If Nobel Prizes don’t cut it, then how about being a founding father like Emilio Aguinaldo, patriarch of Philippine democracy, or Pridi Phanomyong, ditto for Thai democracy, or even Taiwan’s president, Lee Teng-hui? After all, he was the first popularly elected leader of a Chinese land not just in the last century, but ever. Not on the list.

And if these guys don’t cut it, how about major-league baddies like Pol Pot, the Khmer Rouge mass slayer, or Hideki Tojo, who launched the Pearl Harbor surprise attack? And while New York mafia leader Lucky Luciano is on the list, Southeast Asia’s legendary triad gangs, whose heroin gangsterism ruined many lives right here in the West, are not. Get the picture?

Clearly, what we have here is not just good old American navel-gazing and cultural ethnocentrism, but something more serious. It’s ignorance about the other half of the world. This comes across powerfully with the predictable championing of Mao and the failure to recognize the superiority of his successor, Deng Xiaoping, about whom the more said the better. The former, for all his magnetism, almost ground China to a pulp, whereas his successor resurrected it with long-needed injections of common sense.

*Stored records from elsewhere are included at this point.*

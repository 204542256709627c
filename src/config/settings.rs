// src/config/settings.rs
use std::{env, path::PathBuf, time::Duration};

// Everything here comes from the environment (a `.env` file is loaded at
// startup); the binary itself takes no arguments. Defaults match the
// Deezer login flow this tool was written for.
#[derive(Debug, Clone)]
pub struct Settings {
    pub sessions_file: PathBuf,
    pub login_url: String,
    pub logged_in_url: String,
    pub cookie_name: String,
    pub headless: bool,
    pub nav_timeout: Duration,
    pub outcome_timeout: Duration,
    pub captcha_wait: Duration,
    pub concurrency: usize,
    pub max_age_days: i64,
}

impl Settings {
    pub fn from_env() -> Self {
        Settings {
            sessions_file: PathBuf::from(env_or("ARL_SESSIONS_FILE", "data/sessions.json")),
            login_url: env_or("ARL_LOGIN_URL", "https://account.deezer.com/en/login/"),
            logged_in_url: env_or("ARL_LOGGED_IN_URL", "https://www.deezer.com/en"),
            cookie_name: env_or("ARL_COOKIE_NAME", "arl"),
            headless: env_flag("ARL_HEADLESS", false),
            nav_timeout: Duration::from_secs(env_parse("ARL_NAV_TIMEOUT_SECS", 15)),
            outcome_timeout: Duration::from_secs(env_parse("ARL_OUTCOME_TIMEOUT_SECS", 45)),
            captcha_wait: Duration::from_secs(env_parse("ARL_CAPTCHA_WAIT_SECS", 180)),
            concurrency: env_parse("ARL_CONCURRENCY", 2usize).max(1),
            max_age_days: env_parse("ARL_MAX_AGE_DAYS", 15i64),
        }
    }

    // Hard ceiling for a single account run. The driver enforces its own
    // nav/outcome/captcha deadlines; this only catches a wedged browser.
    pub fn session_budget(&self) -> Duration {
        self.nav_timeout + self.outcome_timeout + self.captcha_wait + Duration::from_secs(30)
    }
}

fn env_or(key: &str, default: &str) -> String {
    env::var(key)
        .ok()
        .map(|v| v.trim().to_string())
        .filter(|v| !v.is_empty())
        .unwrap_or_else(|| default.to_string())
}

fn env_flag(key: &str, default: bool) -> bool {
    match env::var(key) {
        Ok(v) => {
            let v = v.trim().to_ascii_lowercase();
            if v.is_empty() {
                default
            } else {
                !(v == "0" || v == "false" || v == "no")
            }
        }
        Err(_) => default,
    }
}

fn env_parse<T: std::str::FromStr>(key: &str, default: T) -> T {
    env::var(key)
        .ok()
        .and_then(|v| v.trim().parse::<T>().ok())
        .unwrap_or(default)
}

#[cfg(test)]
mod tests {
    use super::*;

    #[test]
    fn env_helpers_fall_back_to_defaults() {
        assert_eq!(env_or("ARLKEEPER_TEST_UNSET_STR", "fallback"), "fallback");
        assert_eq!(env_parse("ARLKEEPER_TEST_UNSET_NUM", 7u64), 7);
        assert!(!env_flag("ARLKEEPER_TEST_UNSET_FLAG", false));
        assert!(env_flag("ARLKEEPER_TEST_UNSET_FLAG", true));
    }

    #[test]
    fn env_helpers_read_values() {
        env::set_var("ARLKEEPER_TEST_SET_NUM", "42");
        env::set_var("ARLKEEPER_TEST_SET_FLAG", "no");
        assert_eq!(env_parse("ARLKEEPER_TEST_SET_NUM", 7u64), 42);
        assert!(!env_flag("ARLKEEPER_TEST_SET_FLAG", true));
        env::remove_var("ARLKEEPER_TEST_SET_NUM");
        env::remove_var("ARLKEEPER_TEST_SET_FLAG");
    }
}
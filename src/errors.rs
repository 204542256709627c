// src/errors.rs
use std::path::PathBuf;

use thiserror::Error;

#[derive(Debug, Error)]
pub enum StoreError {
    #[error("failed to read session store {path}: {source}")]
    Io {
        path: PathBuf,
        #[source]
        source: std::io::Error,
    },
    #[error("session store {path} is not a valid array of account records: {source}")]
    Malformed {
        path: PathBuf,
        #[source]
        source: serde_json::Error,
    },
}

// Per-account failures. Each of these is local to one session run and must
// never abort a concurrent run or the final store write.
#[derive(Debug, Error)]
pub enum RunError {
    #[error("browser error: {0}")]
    Browser(String),
    #[error("navigation to the login page failed: {0}")]
    Navigation(String),
    #[error("login form interaction failed: {0}")]
    Form(String),
    #[error("site rejected the credentials")]
    InvalidCredentials,
    #[error("manual CAPTCHA window elapsed without resolution")]
    CaptchaTimeout,
    #[error("login did not reach a terminal state within the configured window")]
    OutcomeTimeout,
    #[error("login looked successful but the '{0}' cookie never appeared")]
    CookieNotFound(String),
}

impl RunError {
    // Short tag used for screenshot filenames so failures are easy to triage
    // in the per-account directory.
    pub fn tag(&self) -> &'static str {
        match self {
            RunError::Browser(_) => "error_browser",
            RunError::Navigation(_) => "error_navigation",
            RunError::Form(_) => "error_login_form",
            RunError::InvalidCredentials => "error_invalid_credentials",
            RunError::CaptchaTimeout => "error_captcha_timeout",
            RunError::OutcomeTimeout => "error_timeout",
            RunError::CookieNotFound(_) => "error_cookie_missing",
        }
    }
}
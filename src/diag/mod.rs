// src/diag/mod.rs
use std::{
    fs::{self, OpenOptions},
    io::Write,
    path::{Path, PathBuf},
};

use chrono::Local;
use colored::Colorize;

pub const DATA_DIR: &str = "data";
pub const LOGS_DIR: &str = "logs";
pub const SCREENSHOTS_DIR: &str = "screenshots";
pub const USER_DATA_DIR: &str = "user_data";

pub fn ensure_runtime_dirs() -> std::io::Result<()> {
    for dir in [DATA_DIR, LOGS_DIR, SCREENSHOTS_DIR, USER_DATA_DIR] {
        fs::create_dir_all(dir)?;
    }
    Ok(())
}

pub fn sanitize_email(email: &str) -> String {
    email
        .chars()
        .map(|c| match c {
            '@' => '_',
            '/' | '\\' | ':' => '-',
            other => other,
        })
        .collect()
}

pub fn screenshot_path(email: &str, name: &str) -> std::io::Result<PathBuf> {
    screenshot_path_in(Path::new(SCREENSHOTS_DIR), email, name)
}

fn screenshot_path_in(root: &Path, email: &str, name: &str) -> std::io::Result<PathBuf> {
    let timestamp = Local::now().format("%Y%m%d_%H%M%S");
    let account_dir = root.join(sanitize_email(email));
    fs::create_dir_all(&account_dir)?;
    Ok(account_dir.join(format!("{}_{}.png", name, timestamp)))
}

pub fn profile_dir(email: &str) -> std::io::Result<PathBuf> {
    let dir = Path::new(USER_DATA_DIR).join(sanitize_email(email));
    fs::create_dir_all(&dir)?;
    Ok(dir)
}

// Append-only diagnostic log for one account, mirrored to the console the
// way the rest of the tool prints per-account lines. File writes are
// best-effort: losing a diagnostic line must not fail the session run.
pub struct AccountLog {
    email: String,
    file: Option<PathBuf>,
}

impl AccountLog {
    pub fn new(email: &str) -> Self {
        Self::new_in(Path::new(LOGS_DIR), email)
    }

    pub(crate) fn new_in(root: &Path, email: &str) -> Self {
        let dir = root.join(sanitize_email(email));
        let file = match fs::create_dir_all(&dir) {
            Ok(()) => Some(dir.join("logs.txt")),
            Err(err) => {
                log::warn!("could not create log dir for {}: {}", email, err);
                None
            }
        };
        AccountLog {
            email: email.to_string(),
            file,
        }
    }

    pub fn info(&self, message: &str) {
        self.write("INFO", message);
        println!("[{}] {}", self.email.cyan().bold(), message);
    }

    pub fn warn(&self, message: &str) {
        self.write("WARNING", message);
        println!("[{}] {}", self.email.cyan().bold(), message.yellow());
    }

    pub fn error(&self, message: &str) {
        self.write("ERROR", message);
        println!("[{}] {}", self.email.cyan().bold(), message.red());
    }

    fn write(&self, level: &str, message: &str) {
        let Some(path) = &self.file else { return };
        let line = format!(
            "{} - {} - {}\n",
            Local::now().format("%Y-%m-%d %H:%M:%S"),
            level,
            message
        );
        let result = OpenOptions::new()
            .create(true)
            .append(true)
            .open(path)
            .and_then(|mut f| f.write_all(line.as_bytes()));
        if let Err(err) = result {
            log::warn!("could not append to {}: {}", path.display(), err);
        }
    }
}

#[cfg(test)]
mod tests {
    use super::*;

    #[test]
    fn sanitize_replaces_at_sign() {
        assert_eq!(sanitize_email("a@x.com"), "a_x.com");
        assert_eq!(sanitize_email("weird/one@x.com"), "weird-one_x.com");
    }

    #[test]
    fn screenshot_path_is_namespaced_and_timestamped() {
        let tmp = tempfile::tempdir().unwrap();

        let path = screenshot_path_in(tmp.path(), "a@x.com", "captcha_detected").unwrap();
        let name = path.file_name().unwrap().to_string_lossy().to_string();
        assert!(path.starts_with(tmp.path().join("a_x.com")));
        assert!(name.starts_with("captcha_detected_"));
        assert!(name.ends_with(".png"));
    }

    #[test]
    fn account_log_appends_lines() {
        let tmp = tempfile::tempdir().unwrap();

        let log = AccountLog::new_in(tmp.path(), "a@x.com");
        log.info("first");
        log.error("second");

        let contents =
            std::fs::read_to_string(tmp.path().join("a_x.com").join("logs.txt")).unwrap();
        let lines: Vec<&str> = contents.lines().collect();
        assert_eq!(lines.len(), 2);
        assert!(lines[0].contains("INFO - first"));
        assert!(lines[1].contains("ERROR - second"));
    }
}
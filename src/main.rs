// main.rs
use std::{path::Path, process::exit, sync::Arc};

use anyhow::{Context, Result};
use colored::Colorize;
use config::settings::Settings;
use dotenv::dotenv;
use log::LevelFilter;
use simple_logger::SimpleLogger;

mod browser;
mod config;
mod core;
mod diag;
mod errors;
mod store;

#[tokio::main]
async fn main() -> Result<()> {
    dotenv().ok();
    SimpleLogger::new()
        .with_level(LevelFilter::Warn)
        .env()
        .init()
        .ok();

    println!("{}", "🚀 ARL Keeper".bold().cyan());

    let settings = Settings::from_env();
    diag::ensure_runtime_dirs().context("failed to create runtime directories")?;

    if store::ensure_store_file(&settings.sessions_file)? {
        println!(
            "{}",
            format!(
                "🛠️  Created '{}'. Add your account details and run again.",
                settings.sessions_file.display()
            )
            .blue()
            .bold()
        );
        return Ok(());
    }

    // Store-load failure is the only process-fatal error: nothing runs on
    // top of a store we cannot round-trip.
    let records = store::load_records(&settings.sessions_file)?;
    if records.is_empty() {
        eprintln!(
            "{}",
            format!(
                "❌  No accounts found in '{}'. Please add your account details.",
                settings.sessions_file.display()
            )
            .red()
            .bold()
        );
        return Ok(());
    }

    println!(
        "{}",
        "---------------- Account Information ----------------"
            .bold()
            .green()
    );
    println!(
        "{}",
        format!("✅  Loaded {} account(s):", records.len()).green()
    );
    for (i, record) in records.iter().enumerate() {
        println!(
            "  {}) {} (enable: {}, arl: {})",
            i + 1,
            record.email.bold().cyan(),
            record.enable,
            if record.has_arl() { "******" } else { "none" },
        );
    }
    println!(
        "{}",
        "-----------------------------------------------------"
            .bold()
            .green()
    );

    let settings = Arc::new(settings);
    let report = core::coordinator::run_all(records, Arc::clone(&settings)).await;

    store::save_records(&settings.sessions_file, &report.records)?;
    println!(
        "{}",
        format!("💾 Sessions saved to {}", settings.sessions_file.display()).green()
    );

    match store::export_arls_by_type(Path::new(diag::DATA_DIR), &report.records) {
        Ok(written) => {
            for (type_tag, count, path) in written {
                println!(
                    "{}",
                    format!(
                        "📝 Wrote {} ARL(s) of type '{}' to {}",
                        count,
                        type_tag,
                        path.display()
                    )
                    .green()
                );
            }
        }
        Err(err) => eprintln!(
            "{}",
            format!("⚠️  Could not export ARL files: {:#}", err).yellow()
        ),
    }

    println!(
        "{}",
        "==================== Execution Summary ===================="
            .bold()
            .green()
    );
    println!("├── Processed accounts: {}", report.outcomes.len());
    println!("├── ARLs obtained: {}", report.succeeded());
    println!("└── Failures: {}", report.failed());

    println!("{}", "🎯 Final results:".bold().blue());
    for outcome in &report.outcomes {
        match &outcome.result {
            Ok(()) => {
                let preview = report
                    .records
                    .iter()
                    .find(|r| r.email == outcome.email)
                    .and_then(|r| r.arl.as_deref())
                    .map(|arl| arl.chars().take(10).collect::<String>())
                    .unwrap_or_default();
                println!(
                    "{}",
                    format!("✅ {} - ARL: {}...", outcome.email, preview).green()
                );
            }
            Err(err) => println!("{}", format!("❌ {} - {}", outcome.email, err).red()),
        }
    }

    if report.failed() > 0 {
        exit(1);
    }
    Ok(())
}
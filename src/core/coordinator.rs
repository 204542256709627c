// src/core/coordinator.rs
use std::{
    sync::{Arc, Mutex},
    time::Duration,
};

use chrono::Utc;
use colored::Colorize;
use futures::future::join_all;
use rand::Rng;
use tokio::sync::Semaphore;

use crate::{
    config::settings::Settings,
    core::driver::{RunSuccess, SessionDriver},
    diag::AccountLog,
    errors::RunError,
    store::SessionRecord,
};

pub struct AccountOutcome {
    pub email: String,
    pub result: Result<(), RunError>,
}

pub struct RunReport {
    pub records: Vec<SessionRecord>,
    pub outcomes: Vec<AccountOutcome>,
}

impl RunReport {
    pub fn succeeded(&self) -> usize {
        self.outcomes.iter().filter(|o| o.result.is_ok()).count()
    }

    pub fn failed(&self) -> usize {
        self.outcomes.len() - self.succeeded()
    }
}

// Fans the refresh candidates out over a bounded pool of browser sessions.
// Each task owns its own browser; the only shared state is the record set
// behind a mutex, which a task touches once, on success.
pub async fn run_all(records: Vec<SessionRecord>, settings: Arc<Settings>) -> RunReport {
    let now = Utc::now().timestamp();
    let candidates: Vec<usize> = records
        .iter()
        .enumerate()
        .filter(|(_, r)| r.needs_refresh(now, settings.max_age_days))
        .map(|(i, _)| i)
        .collect();
    let total = candidates.len();

    println!(
        "{}",
        format!(
            "📦 Processing {} account(s) with a missing or expired ARL",
            total
        )
        .bold()
        .blue()
    );

    let records = Arc::new(Mutex::new(records));
    let semaphore = Arc::new(Semaphore::new(settings.concurrency));

    let mut tagged_handles = Vec::new();
    for (slot, idx) in candidates.into_iter().enumerate() {
        let (email, password) = {
            let guard = records.lock().unwrap();
            (guard[idx].email.clone(), guard[idx].password.clone())
        };
        let records = Arc::clone(&records);
        let semaphore = Arc::clone(&semaphore);
        let settings = Arc::clone(&settings);
        let task_email = email.clone();

        let handle = tokio::spawn(async move {
            // Spread session starts out a little so the login endpoint does
            // not see every account arrive in the same second.
            let stagger_ms = { rand::thread_rng().gen_range(2_000..5_000) };
            tokio::time::sleep(Duration::from_millis(stagger_ms)).await;

            let _permit = semaphore
                .acquire_owned()
                .await
                .expect("session semaphore closed");

            println!(
                "{}",
                format!("📝 [{}/{}] Processing account: {}", slot + 1, total, task_email)
                    .cyan()
            );

            let log = AccountLog::new(&task_email);
            let driver = SessionDriver::new(&settings, &log, &task_email, &password);

            let result = match tokio::time::timeout(settings.session_budget(), driver.run()).await
            {
                Ok(outcome) => apply_outcome(&records, idx, outcome),
                // Backstop for a wedged browser; the driver's own deadlines
                // normally fire well before this.
                Err(_) => Err(abandon_run(&log)),
            };

            match &result {
                Ok(()) => println!(
                    "{}",
                    format!("✅ [{}/{}] {} - ARL obtained", slot + 1, total, task_email).green()
                ),
                Err(err) => println!(
                    "{}",
                    format!("❌ [{}/{}] {} - {}", slot + 1, total, task_email, err).red()
                ),
            }
            result
        });
        tagged_handles.push((email, handle));
    }

    let (emails, handles): (Vec<_>, Vec<_>) = tagged_handles.into_iter().unzip();
    let joined = join_all(handles).await;

    let outcomes = emails
        .into_iter()
        .zip(joined)
        .map(|(email, joined)| AccountOutcome {
            result: match joined {
                Ok(result) => result,
                Err(err) => {
                    eprintln!(
                        "{}",
                        format!("⚠️  Task execution error for {}: {}", email, err)
                            .red()
                            .bold()
                    );
                    Err(RunError::Browser(err.to_string()))
                }
            },
            email,
        })
        .collect();

    let records = Arc::try_unwrap(records)
        .map(|m| m.into_inner().unwrap())
        .unwrap_or_else(|arc| arc.lock().unwrap().clone());

    RunReport { records, outcomes }
}

// A failed run never touches its record; only a success writes the fresh
// ARL and timestamp back under the mutex.
fn apply_outcome(
    records: &Mutex<Vec<SessionRecord>>,
    idx: usize,
    outcome: Result<RunSuccess, RunError>,
) -> Result<(), RunError> {
    let success = outcome?;
    let mut guard = records.lock().unwrap();
    let record = &mut guard[idx];
    record.arl = Some(success.arl);
    record.last_updated = Some(success.obtained_at);
    Ok(())
}

// The timed-out session was dropped along with its future, so there is no
// page left to screenshot; the log entry records that explicitly.
fn abandon_run(log: &AccountLog) -> RunError {
    log.error("session exceeded its overall budget, abandoning (browser torn down before a screenshot could be taken)");
    RunError::OutcomeTimeout
}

What went wrong with the top 100 of Time-CBS, this unintendedly disturbing millennial masterpiece of ethnocentricity? Like the Clinton White House that over two terms could not find one Asian to put in the Cabinet, or like the congressional Cox committee that sometimes seems to view the political sympathies of all Chinese as suspect, we don’t seem to know much about Asia or the people who now or once lived there. One starts out reading “People of the Century” as a kind of fun trip but, in the end, realizes that behind it lies a great cultural tragedy.